COVID-19 has exposed multiple weaknesses and failures of the corporate and finance capital dominated, globalized world we live in.  As lockdowns around the world kicked in, global and national supply chains of essential goods and services were disrupted. Decades of neoliberal and austerity policies manifested in the overload and collapse of public health systems in many countries. Measures to contain the spread of the SARS CoV-2 virus underlined the extreme vulnerability of the global food supply chain, which started to break down as millions of agricultural workers—many of who are seasonal migrants—were shut out by closed national borders and bans on domestic travel. Many countries in the south failed in ensuring that millions of citizens, especially itinerant workers, who had lost jobs overnight did not go hungry. Farmers struggled as farmgate prices collapsed and market linkages were broken.

Undoubtedly, making sure that the global food chain is free of disruptions is a short-term priority to address unemployment, and prevent starvation and increased poverty.  At the same time, it must be recognized that the global food supply chain is magnifying the Covid 19 fiasco, that its having displaced local and regional food production systems and making countries less self-sufficient in food has made many of them more vulnerable to pandemics and other emergencies.

As governments lift lockdowns to “re-start” economies, we have before us the opportunity to shift food systems away from domination by market forces towards a rights based framework that ensures the right to adequate food in all its social, cultural, economic, ecological and climatic complexity. An especially important measure here is to move food production away from the corporate-controlled globalized food supply chain based on narrow unit cost considerations, to more sustainable smallholder-based localized systems. While, in the short term, global supply chains are needed to ensure people do not starve, the strategic goal must be to replace them, and some measures can already be taken even as the pandemic is at its height. Local supply systems can and must be reactivated and strengthened, and farmers, fishers, herders, food processors and food workers would be eager to do this provided they have the required personal protective equipment, credit, inputs, storage, markets and other supporting systems and infrastructure.

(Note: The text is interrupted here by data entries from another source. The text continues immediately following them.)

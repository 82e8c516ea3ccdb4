//! Combat module: Slash, Attack, Block/Dodge, Hack, пассивки
//!
//! Все способности пишут `DamageRequest`, применяет урон
//! `attributes::apply_damage_requests` (фаза Resolution).
//!
//! Поток:
//! - SlashIntent (input) → resolve_slash → Block / Dodge / урон
//! - AttackIntent (AI) → resolve_attacks → урон по integrity игрока
//! - HackIntent (AI) → handle_hack_intents → tick_hack → hack progress игрока

use bevy::prelude::*;

pub mod attack;
pub mod defense;
pub mod events;
pub mod hack;
pub mod passives;
pub mod slash;

#[cfg(test)]
mod combat_tests;

pub use attack::{resolve_attacks, AttackAbility};
pub use defense::{regenerate_defense_charges, BlockAbility, ChargeResource, DodgeAbility};
pub use events::*;
pub use hack::{handle_hack_intents, tick_hack, HackAbility};
pub use passives::{ExecutionChains, SystemOvercharge};
pub use slash::{resolve_slash, SlashAbility};

use crate::abilities::tick_ability_cooldowns;
use crate::GameplaySet;

/// Combat Plugin
///
/// Порядок внутри фаз:
/// 1. Timers - cooldown'ы, регенерация зарядов, окно ExecutionChains
/// 2. Action - hack intents → slash → attack → тик взлома
/// 3. Reactions - ExecutionChains по ActorDied
pub struct CombatPlugin;

impl Plugin for CombatPlugin {
    fn build(&self, app: &mut App) {
        app.add_event::<SlashIntent>()
            .add_event::<AttackIntent>()
            .add_event::<HackIntent>()
            .add_event::<SlashBlocked>()
            .add_event::<SlashDodged>()
            .add_event::<SlashHit>()
            .add_event::<AttackLanded>();

        app.add_systems(
            FixedUpdate,
            (
                (
                    tick_ability_cooldowns::<SlashAbility>,
                    tick_ability_cooldowns::<AttackAbility>,
                    tick_ability_cooldowns::<HackAbility>,
                    regenerate_defense_charges,
                    passives::tick_execution_chains,
                )
                    .in_set(GameplaySet::Timers),
                (handle_hack_intents, resolve_slash, resolve_attacks, tick_hack)
                    .chain()
                    .in_set(GameplaySet::Action),
                passives::open_execution_chains.in_set(GameplaySet::Reactions),
            ),
        );
    }
}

In this webinar, speakers will address how these shifts can happen in the context of Asia. What would deglobalised food systems look like if guided by criteria such as food self-sufficiency, food sovereignty and human rights? What should be the role of the state in supporting food sovereignty? What can peoples’ movements, workers’ unions and other civil society actors do nationally and internationally to ensure that countries do not go back to the neoliberal market dominated pathways that led to and exacerbated the COVID crisis in the first place?